Survival nomogram for patients with bone metastatic renal cell carcinoma: A population-based study.

机构信息

Department of Urology, People's Hospital of Putuo District, School of Medicine, Tongji University, Shanghai.

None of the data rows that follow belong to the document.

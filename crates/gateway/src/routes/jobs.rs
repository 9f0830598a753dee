//! Job queries: listing, results, SSE streaming, crawl map, download.

use std::{collections::HashMap, convert::Infallible, time::Duration};

use {
    axum::{
        Extension, Json,
        extract::{Path, Query, State},
        response::{
            IntoResponse, Response,
            sse::{Event, KeepAlive, Sse},
        },
    },
    futures::Stream,
    serde::{Deserialize, Serialize},
    serde_json::json,
};

use quarry_store::{
    JobStore as _, WebhookStore as _,
    types::{Job, JobResult},
};

use crate::{
    auth::Principal,
    error::{ApiError, ApiResult},
    state::SharedState,
};

/// How often the SSE stream polls for new rows.
const STREAM_POLL_INTERVAL: Duration = Duration::from_secs(1);
const DEFAULT_PAGE_SIZE: i64 = 50;
const MAX_PAGE_SIZE: i64 = 500;

/// Job as the API exposes it. The row's `config_chain` snapshot carries
/// credentials and never leaves the process.
#[derive(Debug, Serialize)]
pub struct JobView {
    pub id: String,
    pub user_id: String,
    #[serde(rename = "type")]
    pub job_type: &'static str,
    pub status: &'static str,
    pub url: String,
    pub schema: serde_json::Value,
    pub crawl_options: serde_json::Value,
    pub tier: String,
    pub is_byok: bool,
    pub discovery_method: String,
    pub urls_queued: i64,
    pub page_count: i64,
    pub input_tokens: i64,
    pub output_tokens: i64,
    pub cost_usd: f64,
    pub webhook_url: Option<String>,
    pub webhook_status: Option<String>,
    pub error_message: Option<String>,
    pub error_category: Option<String>,
    pub created_at_ms: i64,
    pub started_at_ms: Option<i64>,
    pub completed_at_ms: Option<i64>,
}

impl From<Job> for JobView {
    fn from(job: Job) -> Self {
        Self {
            id: job.id,
            user_id: job.user_id,
            job_type: job.job_type.as_str(),
            status: job.status.as_str(),
            url: job.url,
            schema: job.schema,
            crawl_options: job.crawl_options,
            tier: job.tier,
            is_byok: job.is_byok,
            discovery_method: job.discovery_method,
            urls_queued: job.urls_queued,
            page_count: job.page_count,
            input_tokens: job.input_tokens,
            output_tokens: job.output_tokens,
            cost_usd: job.cost_usd,
            webhook_url: job.webhook_url,
            webhook_status: job.webhook_status,
            error_message: job.error_message,
            error_category: job.error_category,
            created_at_ms: job.created_at_ms,
            started_at_ms: job.started_at_ms,
            completed_at_ms: job.completed_at_ms,
        }
    }
}

/// Strip provider error text for platform tenants.
fn sanitize_result(principal: &Principal, mut result: JobResult) -> JobResult {
    if !principal.0.is_byok && !principal.0.is_admin {
        if let Some(category) = result
            .error_category
            .as_deref()
            .and_then(quarry_llm::ErrorCategory::parse)
        {
            result.error_message = Some(category.canonical_message().to_string());
        }
        result.error_details = None;
    }
    result
}

#[derive(Debug, Deserialize)]
pub struct ListQuery {
    #[serde(default)]
    pub limit: Option<i64>,
    #[serde(default)]
    pub offset: Option<i64>,
}

#[derive(Debug, Deserialize)]
pub struct ResultsQuery {
    /// Return rows with id strictly greater than this cursor.
    #[serde(default)]
    pub after: Option<String>,
    #[serde(default)]
    pub limit: Option<i64>,
}

async fn owned_job(state: &SharedState, principal: &Principal, id: &str) -> ApiResult<Job> {
    state
        .jobs
        .get_job_for_user(principal.user_id(), id)
        .await?
        .ok_or_else(|| ApiError::not_found(format!("job {id}")))
}

/// `GET /jobs`
pub async fn list(
    State(state): State<SharedState>,
    Extension(principal): Extension<Principal>,
    Query(query): Query<ListQuery>,
) -> ApiResult<Json<serde_json::Value>> {
    let limit = query.limit.unwrap_or(DEFAULT_PAGE_SIZE).clamp(1, MAX_PAGE_SIZE);
    let offset = query.offset.unwrap_or(0).max(0);
    let jobs = state.jobs.list_jobs(principal.user_id(), limit, offset).await?;
    let views: Vec<JobView> = jobs.into_iter().map(JobView::from).collect();
    Ok(Json(json!({"jobs": views})))
}

/// `GET /jobs/{id}`
pub async fn get(
    State(state): State<SharedState>,
    Extension(principal): Extension<Principal>,
    Path(id): Path<String>,
) -> ApiResult<Json<JobView>> {
    let job = owned_job(&state, &principal, &id).await?;
    Ok(Json(JobView::from(job)))
}

/// `GET /jobs/{id}/results?after=<id>`
pub async fn results(
    State(state): State<SharedState>,
    Extension(principal): Extension<Principal>,
    Path(id): Path<String>,
    Query(query): Query<ResultsQuery>,
) -> ApiResult<Json<serde_json::Value>> {
    owned_job(&state, &principal, &id).await?;
    if let Some(after) = &query.after
        && !quarry_common::ids::is_valid(after)
    {
        return Err(ApiError::bad_request("after must be a result id"));
    }

    let limit = query.limit.unwrap_or(DEFAULT_PAGE_SIZE).clamp(1, MAX_PAGE_SIZE);
    let rows = state
        .jobs
        .results_after(&id, query.after.as_deref(), limit)
        .await?;
    let rows: Vec<JobResult> = rows
        .into_iter()
        .map(|r| sanitize_result(&principal, r))
        .collect();
    Ok(Json(json!({"results": rows})))
}

/// `GET /jobs/{id}/stream`: one `result` event per new row, then `done`.
pub async fn stream(
    State(state): State<SharedState>,
    Extension(principal): Extension<Principal>,
    Path(id): Path<String>,
) -> ApiResult<Sse<impl Stream<Item = Result<Event, Infallible>>>> {
    owned_job(&state, &principal, &id).await?;

    let stream = async_stream::stream! {
        let mut last_id: Option<String> = None;
        loop {
            let rows = match state.jobs.results_after(&id, last_id.as_deref(), 100).await {
                Ok(rows) => rows,
                Err(e) => {
                    yield Ok(Event::default().event("done").data(
                        json!({"status": "failed", "error": e.to_string()}).to_string(),
                    ));
                    break;
                },
            };

            for row in rows {
                last_id = Some(row.id.clone());
                let row = sanitize_result(&principal, row);
                if let Ok(data) = serde_json::to_string(&row) {
                    yield Ok(Event::default().event("result").data(data));
                }
            }

            match state.jobs.get_job(&id).await {
                Ok(Some(job)) if job.status.is_terminal() => {
                    // Drain once more so rows racing the terminal write
                    // are not lost.
                    if let Ok(rows) = state.jobs.results_after(&id, last_id.as_deref(), 100).await {
                        for row in rows {
                            last_id = Some(row.id.clone());
                            let row = sanitize_result(&principal, row);
                            if let Ok(data) = serde_json::to_string(&row) {
                                yield Ok(Event::default().event("result").data(data));
                            }
                        }
                    }
                    yield Ok(Event::default().event("done").data(
                        json!({
                            "status": job.status.as_str(),
                            "error": job.error_message,
                        })
                        .to_string(),
                    ));
                    break;
                },
                Ok(_) => {},
                Err(e) => {
                    yield Ok(Event::default().event("done").data(
                        json!({"status": "failed", "error": e.to_string()}).to_string(),
                    ));
                    break;
                },
            }

            tokio::time::sleep(STREAM_POLL_INTERVAL).await;
        }
    };

    Ok(Sse::new(stream).keep_alive(KeepAlive::default()))
}

#[derive(Debug, Serialize)]
struct CrawlMapNode {
    url: String,
    depth: i64,
    crawl_status: &'static str,
    children: Vec<CrawlMapNode>,
}

/// `GET /jobs/{id}/crawl-map`: parent/child tree of attempted pages.
pub async fn crawl_map(
    State(state): State<SharedState>,
    Extension(principal): Extension<Principal>,
    Path(id): Path<String>,
) -> ApiResult<Json<serde_json::Value>> {
    owned_job(&state, &principal, &id).await?;
    let rows = state.jobs.results_after(&id, None, 10_000).await?;

    let mut children_of: HashMap<Option<String>, Vec<&JobResult>> = HashMap::new();
    for row in &rows {
        children_of.entry(row.parent_url.clone()).or_default().push(row);
    }

    fn build(
        children_of: &HashMap<Option<String>, Vec<&JobResult>>,
        parent: Option<&str>,
    ) -> Vec<CrawlMapNode> {
        children_of
            .get(&parent.map(str::to_string))
            .map(|rows| {
                rows.iter()
                    .map(|r| CrawlMapNode {
                        url: r.url.clone(),
                        depth: r.depth,
                        crawl_status: r.crawl_status.as_str(),
                        children: build(children_of, Some(&r.url)),
                    })
                    .collect()
            })
            .unwrap_or_default()
    }

    let roots = build(&children_of, None);
    Ok(Json(json!({"job_id": id, "pages": roots})))
}

/// `GET /jobs/{id}/download`: collected results as a JSON attachment.
pub async fn download(
    State(state): State<SharedState>,
    Extension(principal): Extension<Principal>,
    Path(id): Path<String>,
) -> ApiResult<Response> {
    let job = owned_job(&state, &principal, &id).await?;
    let rows = state.jobs.results_after(&id, None, 100_000).await?;

    let body = json!({
        "job": JobView::from(job),
        "results": rows
            .into_iter()
            .map(|r| sanitize_result(&principal, r))
            .collect::<Vec<_>>(),
    });
    let response = (
        [(
            http::header::CONTENT_DISPOSITION,
            format!("attachment; filename=\"{id}-results.json\""),
        )],
        Json(body),
    );
    Ok(response.into_response())
}

/// `GET /jobs/{id}/webhooks`: delivery attempts for this job.
pub async fn deliveries(
    State(state): State<SharedState>,
    Extension(principal): Extension<Principal>,
    Path(id): Path<String>,
) -> ApiResult<Json<serde_json::Value>> {
    owned_job(&state, &principal, &id).await?;
    let rows = state.webhooks.deliveries_for_job(&id).await?;
    Ok(Json(json!({"deliveries": rows})))
}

Department of Urology, Shanghai Tenth People's Hospital, School of Medicine, Tongji University, Shanghai.

出版信息

Int Braz J Urol. 2021 Mar-Apr;47(2):333-349. doi: 10.1590/S1677-5538.IBJU.2020.0195.

Abstract

PURPOSE

Increased attention has been focused on the survival of renal cell carcinoma (RCC) patients with bone metastasis. This study proposed to establish and evaluate a nomogram for predicting the overall survival (OS) and cancer-specific survival (CSS) of RCC patients with bone metastasis.

MATERIALS AND METHODS

RCC patients with bone metastasis between 2010 and 2015 were captured from the surveillance, epidemiology and end results (SEER) database. Univariate and multivariate cox regressions were performed to assess the effects of clinical variables on OS and CSS. The nomogram based on the Cox hazards regression model was developed. Concordance index (C-index) and calibration curve were performed to evaluate the accuracy of nomogram models, receiver operating characteristic (ROC) curves and decision curve analysis (DCA) were conducted to assess the predict performance.

RESULTS

A total of 2.471 eligible patients were enrolled in this study. The patients were assigned to primary (n=1.672) and validation (n=799) cohorts randomly. The 1-, 2-, and 3-year OS and CSS nomogram models were constructed based on age at diagnosis, sex, marital status, pathological grade, T-stage, N-stage, brain/liver/lung metastasis, surgery, radiotherapy and chemotherapy. The c for OS and CSS prediction was 0.730 (95% confidence interval [CI]: 0.719-0.741) and 0.714 (95%CI:0.702-0.726). The calibration curves showed significant agreement between nomogram models and actual observations. ROC and DCA indicated nomograms had better predict performance.

CONCLUSIONS

The nomograms for predicting prognosis provided an accurate prediction of OS and CSS in RCC patients with bone metastasis, and contributed clinicians to optimize individualized treatment plans.

摘要

目的

人们越来越关注伴有骨转移的肾细胞癌(RCC)患者的生存情况。本研究旨在建立并评估一种预测伴有骨转移的 RCC 患者总生存(OS)和癌症特异性生存(CSS)的列线图。

材料与方法

从监测、流行病学和最终结果(SEER)数据库中捕获了 2010 年至 2015 年间伴有骨转移的 RCC 患者。采用单变量和多变量 cox 回归分析评估临床变量对 OS 和 CSS 的影响。基于 Cox 风险回归模型建立了列线图。采用一致性指数(C-index)和校准曲线评估列线图模型的准确性,采用接受者操作特征(ROC)曲线和决策曲线分析(DCA)评估预测性能。

结果

本研究共纳入 2471 例符合条件的患者。患者被随机分为原始队列(n=1672)和验证队列(n=799)。根据诊断时的年龄、性别、婚姻状况、病理分级、T 分期、N 分期、脑/肝/肺转移、手术、放疗和化疗,构建了用于预测 OS 和 CSS 的 1、2 和 3 年列线图模型。OS 和 CSS 预测的 C 指数分别为 0.730(95%置信区间[CI]:0.719-0.741)和 0.714(95%CI:0.702-0.726)。校准曲线显示列线图模型与实际观察结果之间存在显著一致性。ROC 和 DCA 表明列线图具有更好的预测性能。

结论

预测预后的列线图为伴有骨转移的 RCC 患者提供了 OS 和 CSS 的准确预测,有助于临床医生优化个体化治疗计划。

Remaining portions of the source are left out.